At the beginning of the eleventhe A century ago, someone died in England as a result of head injuries and was buried in a mass grave in Oxford. The other died in Denmark, and his skeleton showed signs of beatings indicating that he was going to take part in battles.
DNA Mapping of Skeletons from the Viking Age (Between VIIIe and twelfthe century) coincidentally discover that they are related in the second degree.
“It’s a fascinating find because you can now trace movements through space and time through a family,” explained archaeologist Janet Varberg of the National Museum.
For more than two hours, two colleagues reconstructed the skeleton of a man in his twenties, from about 150 bones loaned from the Oxfordshire Museum for three years.
The historical consensus on this issue is that the ancestors of the Danes invested in Scotland and England.
M said.

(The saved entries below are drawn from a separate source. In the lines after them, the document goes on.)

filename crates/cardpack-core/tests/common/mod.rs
pub mod archive_server;
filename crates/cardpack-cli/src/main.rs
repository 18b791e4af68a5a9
use cardpack_core::error::CardpackError;
use cardpack_core::logging;

mod cli;

use crate::cli::{error_message, Cli};

fn main() {
    // Initialize logging as early as possible; fall back to stderr if the state dir is unusable.
    if let Err(err) = logging::init_logging() {
        logging::init_logging_stderr();
        tracing::warn!("file logging unavailable: {:#}", err);
    }

    // Errors are part of the normal output, so they go to stdout like the rest.
    if let Err(err) = Cli::run_from_args() {
        match &err {
            CardpackError::Other(cause) => tracing::error!("unexpected failure: {:#}", cause),
            other => tracing::error!("run failed: {}", other),
        }
        println!("{}", error_message(err));
        std::process::exit(1);
    }
}
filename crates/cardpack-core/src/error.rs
//! Error types for the fetch → extract pipeline.
//!
//! Messages do not repeat their source; print with `{:#}` (anyhow) to get
//! the full chain.

use std::io;
use std::path::PathBuf;

/// Failure of the single archive GET.
#[derive(Debug, thiserror::Error)]
pub enum FetchError {
    /// Curl reported an error (DNS, connect, TLS, timeout, ...).
    #[error("GET {url} failed")]
    Transport {
        url: String,
        #[source]
        source: curl::Error,
    },
    /// Final response (after redirects) had a non-2xx status.
    #[error("GET {url} returned HTTP {code}")]
    Status { url: String, code: u32 },
}

/// Fatal errors for a run. Per-entry problems are not here; they are
/// collected as [`crate::extract::EntryWarning`]s.
#[derive(Debug, thiserror::Error)]
pub enum CardpackError {
    #[error("Error downloading card pack")]
    Network(#[from] FetchError),

    #[error(
        "Downloaded file is not a valid zip archive. It might be an HTML error page; \
         try opening {url} in your browser to confirm the file downloads correctly"
    )]
    InvalidArchive {
        url: String,
        #[source]
        source: zip::result::ZipError,
    },

    #[error("could not create output directory {}", .path.display())]
    OutputDir {
        path: PathBuf,
        #[source]
        source: io::Error,
    },

    /// Anything else that stops the run.
    #[error("An unexpected error occurred")]
    Other(#[from] anyhow::Error),
}

#[cfg(test)]
mod tests {
    use super::*;
    use std::error::Error as _;

    #[test]
    fn network_error_chain_names_url_and_code() {
        let err = CardpackError::from(FetchError::Status {
            url: "https://example.com/cards.zip".to_string(),
            code: 404,
        });
        assert_eq!(err.to_string(), "Error downloading card pack");
        let chained = format!("{:#}", anyhow::Error::from(err));
        assert!(chained.contains("https://example.com/cards.zip"));
        assert!(chained.contains("HTTP 404"));
    }

    #[test]
    fn invalid_archive_message_has_html_hint() {
        let err = CardpackError::InvalidArchive {
            url: "https://example.com/cards.zip".to_string(),
            source: zip::result::ZipError::FileNotFound,
        };
        let msg = err.to_string();
        assert!(msg.contains("not a valid zip archive"));
        assert!(msg.contains("HTML error page"));
        assert!(msg.contains("https://example.com/cards.zip in your browser"));
        assert!(err.source().is_some());
    }

    #[test]
    fn output_dir_error_keeps_io_source() {
        let err = CardpackError::OutputDir {
            path: PathBuf::from("img/cards"),
            source: io::Error::new(io::ErrorKind::PermissionDenied, "denied"),
        };
        assert_eq!(err.to_string(), "could not create output directory img/cards");
        assert_eq!(err.source().unwrap().to_string(), "denied");
    }

    #[test]
    fn other_error_is_generic_and_keeps_cause() {
        let err = CardpackError::from(anyhow::anyhow!("disk on fire"));
        assert!(matches!(err, CardpackError::Other(_)));
        assert_eq!(err.to_string(), "An unexpected error occurred");
        let chained = format!("{:#}", anyhow::Error::from(err));
        assert_eq!(chained, "An unexpected error occurred: disk on fire");
    }
}
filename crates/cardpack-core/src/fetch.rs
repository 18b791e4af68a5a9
//! Single blocking HTTP GET that buffers the whole response body.
//!
//! Uses the curl crate (libcurl). The card pack is a few megabytes, so the
//! body is kept in memory and handed to the extractor as a byte slice.

use crate::error::FetchError;
use std::time::Duration;

/// Client settings for the archive request.
#[derive(Debug, Clone)]
pub struct HttpOptions {
    pub user_agent: String,
    /// None leaves libcurl's default.
    pub connect_timeout: Option<Duration>,
    /// None means no overall limit.
    pub timeout: Option<Duration>,
}

impl Default for HttpOptions {
    fn default() -> Self {
        Self {
            user_agent: crate::BROWSER_USER_AGENT.to_string(),
            connect_timeout: None,
            timeout: None,
        }
    }
}

/// Downloads `url` and returns the response body.
///
/// Follows redirects. Any non-2xx final status is an error; the body of an
/// error response is discarded.
pub fn fetch_archive(url: &str, opts: &HttpOptions) -> Result<Vec<u8>, FetchError> {
    let transport = |source: curl::Error| FetchError::Transport {
        url: url.to_string(),
        source,
    };

    let mut body: Vec<u8> = Vec::new();

    let mut easy = curl::easy::Easy::new();
    easy.url(url).map_err(transport)?;
    easy.useragent(&opts.user_agent).map_err(transport)?;
    easy.follow_location(true).map_err(transport)?;
    easy.max_redirections(10).map_err(transport)?;
    if let Some(d) = opts.connect_timeout {
        easy.connect_timeout(d).map_err(transport)?;
    }
    if let Some(d) = opts.timeout {
        easy.timeout(d).map_err(transport)?;
    }

    tracing::debug!(url, user_agent = %opts.user_agent, "GET archive");

    {
        let mut transfer = easy.transfer();
        transfer
            .write_function(|data| {
                body.extend_from_slice(data);
                Ok(data.len())
            })
            .map_err(transport)?;
        transfer.perform().map_err(transport)?;
    }

    let code = easy.response_code().map_err(transport)?;
    if !(200..300).contains(&code) {
        tracing::warn!(url, code, "archive request rejected");
        return Err(FetchError::Status {
            url: url.to_string(),
            code,
        });
    }

    tracing::info!(url, code, bytes = body.len(), "archive downloaded");
    Ok(body)
}
pub mod config;
pub mod logging;

pub mod cards;
pub mod error;
pub mod extract;
pub mod fetch;
pub mod url_model;

/// Card pack published on OpenGameArt (CC0).
pub const SOURCE_URL: &str = "https://opengameart.org/sites/default/files/Playing%20Cards.zip";

/// Directory the renderer loads card images from, relative to the working directory.
pub const DEFAULT_OUTPUT_DIR: &str = "img/cards";

/// The source host rejects curl's default agent, so present as a desktop browser.
pub const BROWSER_USER_AGENT: &str = "Mozilla/5.0 (Windows NT 10.0; Win64; x64) AppleWebKit/537.36 \
     (KHTML, like Gecko) Chrome/91.0.4472.124 Safari/537.36";
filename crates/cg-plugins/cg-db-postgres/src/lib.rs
//! # cg-db-postgres Implementation
//!
//! This module implements the data mapping between the PostgreSQL relational
//! model and the `cg-core` domain models.
//!
//! Comments (replies included) live in one flat `comments` table; the
//! parent/reply link is a row in `replies_comments`. IDs are `BIGSERIAL`
//! surrogate keys exposed as strings.

mod pool;

pub use pool::{connect, migrate, ConnectOptions};

use async_trait::async_trait;
use cg_core::error::{AppError, Result};
use cg_core::ids::parse_canonical;
use cg_core::models::{Comment, CommentConnection, Connection, Post, PostConnection};
use cg_core::pagination::PageRequest;
use cg_core::traits::Repository;
use chrono::Utc;
use sqlx::postgres::{PgPool, PgRow};
use sqlx::{Executor, Postgres, Row};
use tracing::{debug, instrument};

pub struct PostgresRepository {
    pool: PgPool,
}

impl PostgresRepository {
    pub fn new(pool: PgPool) -> Self {
        Self { pool }
    }
}

fn db_err(err: sqlx::Error) -> AppError {
    AppError::backend(err)
}

/// Keys are integers in their canonical rendering; any other string can
/// never match a row.
fn parse_id(id: &str) -> Option<i64> {
    parse_canonical::<i64>(id)
}

fn cursor_id(page: &PageRequest) -> Result<Option<i64>> {
    match &page.after {
        Some(cursor) => parse_id(cursor)
            .map(Some)
            .ok_or_else(|| AppError::InvalidCursor(cursor.clone())),
        None => Ok(None),
    }
}

fn invalid_cursor(page: &PageRequest) -> AppError {
    AppError::InvalidCursor(page.after.clone().unwrap_or_default())
}

fn row_to_post(row: &PgRow) -> Result<Post> {
    Ok(Post {
        id: row.try_get::<i64, _>("id").map_err(db_err)?.to_string(),
        author_id: row.try_get("author_id").map_err(db_err)?,
        title: row.try_get("title").map_err(db_err)?,
        content: row.try_get("content").map_err(db_err)?,
        allow_comments: row.try_get("allow_comments").map_err(db_err)?,
    })
}

fn row_to_comment(row: &PgRow) -> Result<Comment> {
    Ok(Comment {
        id: row.try_get::<i64, _>("id").map_err(db_err)?.to_string(),
        author_id: row.try_get("author_id").map_err(db_err)?,
        post_id: row.try_get::<i64, _>("post_id").map_err(db_err)?.to_string(),
        parent_id: row
            .try_get::<Option<i64>, _>("parent_id")
            .map_err(db_err)?
            .map(|id| id.to_string()),
        content: row.try_get("content").map_err(db_err)?,
        created_at: row.try_get("created_at").map_err(db_err)?,
        replies: None,
    })
}

async fn post_exists<'e, E>(executor: E, id: i64) -> Result<bool>
where
    E: Executor<'e, Database = Postgres>,
{
    sqlx::query_scalar::<_, bool>("SELECT EXISTS (SELECT 1 FROM posts WHERE id = $1)")
        .bind(id)
        .fetch_one(executor)
        .await
        .map_err(db_err)
}

async fn comment_exists<'e, E>(executor: E, id: i64) -> Result<bool>
where
    E: Executor<'e, Database = Postgres>,
{
    sqlx::query_scalar::<_, bool>("SELECT EXISTS (SELECT 1 FROM comments WHERE id = $1)")
        .bind(id)
        .fetch_one(executor)
        .await
        .map_err(db_err)
}

async fn insert_comment<'e, E>(
    executor: E,
    author_id: &str,
    post_id: i64,
    content: &str,
) -> Result<Comment>
where
    E: Executor<'e, Database = Postgres>,
{
    let row = sqlx::query(
        "INSERT INTO comments (author_id, post_id, content, created_at)
         VALUES ($1, $2, $3, $4)
         RETURNING id, author_id, post_id, NULL::BIGINT AS parent_id, content, created_at",
    )
    .bind(author_id)
    .bind(post_id)
    .bind(content)
    .bind(Utc::now())
    .fetch_one(executor)
    .await
    .map_err(db_err)?;

    row_to_comment(&row)
}

#[async_trait]
impl Repository for PostgresRepository {
    #[instrument(skip(self, content), level = "debug")]
    async fn create_post(
        &self,
        author_id: &str,
        title: &str,
        content: &str,
        allow_comments: bool,
    ) -> Result<Post> {
        let row = sqlx::query(
            "INSERT INTO posts (author_id, title, content, allow_comments)
             VALUES ($1, $2, $3, $4)
             RETURNING id, author_id, title, content, allow_comments",
        )
        .bind(author_id)
        .bind(title)
        .bind(content)
        .bind(allow_comments)
        .fetch_one(&self.pool)
        .await
        .map_err(db_err)?;

        row_to_post(&row)
    }

    #[instrument(skip(self), level = "debug")]
    async fn get_posts(&self, page: PageRequest) -> Result<PostConnection> {
        let after = cursor_id(&page)?;
        if let Some(after) = after {
            if !post_exists(&self.pool, after).await? {
                return Err(invalid_cursor(&page));
            }
        }

        let rows = sqlx::query(
            "SELECT id, author_id, title, content, allow_comments
             FROM posts
             WHERE ($1::BIGINT IS NULL OR id > $1)
             ORDER BY id
             LIMIT $2",
        )
        .bind(after)
        .bind(page.probe_limit())
        .fetch_all(&self.pool)
        .await
        .map_err(db_err)?;

        let posts = rows.iter().map(row_to_post).collect::<Result<Vec<_>>>()?;
        Ok(Connection::from_probe(posts, |post| post.id.clone(), &page))
    }

    #[instrument(skip(self), level = "debug")]
    async fn get_post_by_id(&self, id: &str) -> Result<Post> {
        let key = parse_id(id).ok_or_else(|| AppError::not_found("post", id))?;

        let row = sqlx::query(
            "SELECT id, author_id, title, content, allow_comments FROM posts WHERE id = $1",
        )
        .bind(key)
        .fetch_optional(&self.pool)
        .await
        .map_err(db_err)?;

        match row {
            Some(row) => row_to_post(&row),
            None => Err(AppError::not_found("post", id)),
        }
    }

    #[instrument(skip(self, content), level = "debug")]
    async fn create_comment(&self, author_id: &str, post_id: &str, content: &str) -> Result<Comment> {
        let post_key = parse_id(post_id).ok_or_else(|| AppError::not_found("post", post_id))?;
        if !post_exists(&self.pool, post_key).await? {
            return Err(AppError::not_found("post", post_id));
        }

        let comment = insert_comment(&self.pool, author_id, post_key, content).await?;
        debug!(comment_id = %comment.id, "comment created");
        Ok(comment)
    }

    #[instrument(skip(self), level = "debug")]
    async fn get_comments(&self, post_id: &str, page: PageRequest) -> Result<CommentConnection> {
        let post_key = parse_id(post_id).ok_or_else(|| AppError::not_found("post", post_id))?;
        if !post_exists(&self.pool, post_key).await? {
            return Err(AppError::not_found("post", post_id));
        }

        let after = cursor_id(&page)?;
        if let Some(after) = after {
            let known = sqlx::query_scalar::<_, bool>(
                "SELECT EXISTS (SELECT 1 FROM comments WHERE id = $1 AND post_id = $2)",
            )
            .bind(after)
            .bind(post_key)
            .fetch_one(&self.pool)
            .await
            .map_err(db_err)?;
            if !known {
                return Err(invalid_cursor(&page));
            }
        }

        let rows = sqlx::query(
            "SELECT c.id, c.author_id, c.post_id, rc.parent_comment_id AS parent_id, c.content, c.created_at
             FROM comments c
             LEFT JOIN replies_comments rc ON rc.reply_comment_id = c.id
             WHERE c.post_id = $1 AND ($2::BIGINT IS NULL OR c.id > $2)
             ORDER BY c.id
             LIMIT $3",
        )
        .bind(post_key)
        .bind(after)
        .bind(page.probe_limit())
        .fetch_all(&self.pool)
        .await
        .map_err(db_err)?;

        let comments = rows.iter().map(row_to_comment).collect::<Result<Vec<_>>>()?;
        Ok(Connection::from_probe(comments, |comment| comment.id.clone(), &page))
    }

    /// Inserts the comment and its reply link in one transaction; dropping
    /// `tx` on any early return rolls both back.
    #[instrument(skip(self, content), level = "debug")]
    async fn create_reply(
        &self,
        author_id: &str,
        post_id: &str,
        content: &str,
        parent_id: &str,
    ) -> Result<Comment> {
        let post_key = parse_id(post_id).ok_or_else(|| AppError::not_found("post", post_id))?;
        let parent_key =
            parse_id(parent_id).ok_or_else(|| AppError::not_found("comment", parent_id))?;

        let mut tx = self.pool.begin().await.map_err(db_err)?;

        if !post_exists(&mut *tx, post_key).await? {
            return Err(AppError::not_found("post", post_id));
        }

        let parent_post = sqlx::query_scalar::<_, i64>("SELECT post_id FROM comments WHERE id = $1")
            .bind(parent_key)
            .fetch_optional(&mut *tx)
            .await
            .map_err(db_err)?;
        if parent_post != Some(post_key) {
            return Err(AppError::not_found("comment", parent_id));
        }

        let mut reply = insert_comment(&mut *tx, author_id, post_key, content).await?;
        let reply_key = parse_id(&reply.id).ok_or_else(|| AppError::not_found("comment", &reply.id))?;

        sqlx::query("INSERT INTO replies_comments (parent_comment_id, reply_comment_id) VALUES ($1, $2)")
            .bind(parent_key)
            .bind(reply_key)
            .execute(&mut *tx)
            .await
            .map_err(db_err)?;

        tx.commit().await.map_err(db_err)?;

        reply.parent_id = Some(parent_key.to_string());
        debug!(comment_id = %reply.id, "reply created");
        Ok(reply)
    }

    #[instrument(skip(self), level = "debug")]
    async fn get_replies_by_comment_id(
        &self,
        comment_id: &str,
        page: PageRequest,
    ) -> Result<CommentConnection> {
        let parent_key =
            parse_id(comment_id).ok_or_else(|| AppError::not_found("comment", comment_id))?;
        if !comment_exists(&self.pool, parent_key).await? {
            return Err(AppError::not_found("comment", comment_id));
        }

        let after = cursor_id(&page)?;
        if let Some(after) = after {
            let known = sqlx::query_scalar::<_, bool>(
                "SELECT EXISTS (
                     SELECT 1 FROM replies_comments
                     WHERE parent_comment_id = $1 AND reply_comment_id = $2
                 )",
            )
            .bind(parent_key)
            .bind(after)
            .fetch_one(&self.pool)
            .await
            .map_err(db_err)?;
            if !known {
                return Err(invalid_cursor(&page));
            }
        }

        let rows = sqlx::query(
            "SELECT c.id, c.author_id, c.post_id, rc.parent_comment_id AS parent_id, c.content, c.created_at
             FROM comments c
             JOIN replies_comments rc ON c.id = rc.reply_comment_id
             WHERE rc.parent_comment_id = $1 AND ($2::BIGINT IS NULL OR c.id > $2)
             ORDER BY c.id
             LIMIT $3",
        )
        .bind(parent_key)
        .bind(after)
        .bind(page.probe_limit())
        .fetch_all(&self.pool)
        .await
        .map_err(db_err)?;

        let replies = rows.iter().map(row_to_comment).collect::<Result<Vec<_>>>()?;
        Ok(Connection::from_probe(replies, |reply| reply.id.clone(), &page))
    }
}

The young man “may have been shot during a Viking raid, but another theory is that he was the victim of a royal decree from England’s King Ethelred II, who in 1002 ordered the killing of all Danes from England.”I Varberg.
According to her, it is very rare to discover kinship ties between different skeletons, especially when it comes not to the question of kings.
If the kinship is indisputable, it is impossible to determine the exact connection between the two men.
“It is very difficult to determine if they lived at the same time or perhaps there was a generation of difference, because there is nothing in the graves that can give an accurate dating, so you have a margin of plus or minus 50 years,” the archaeologist explained.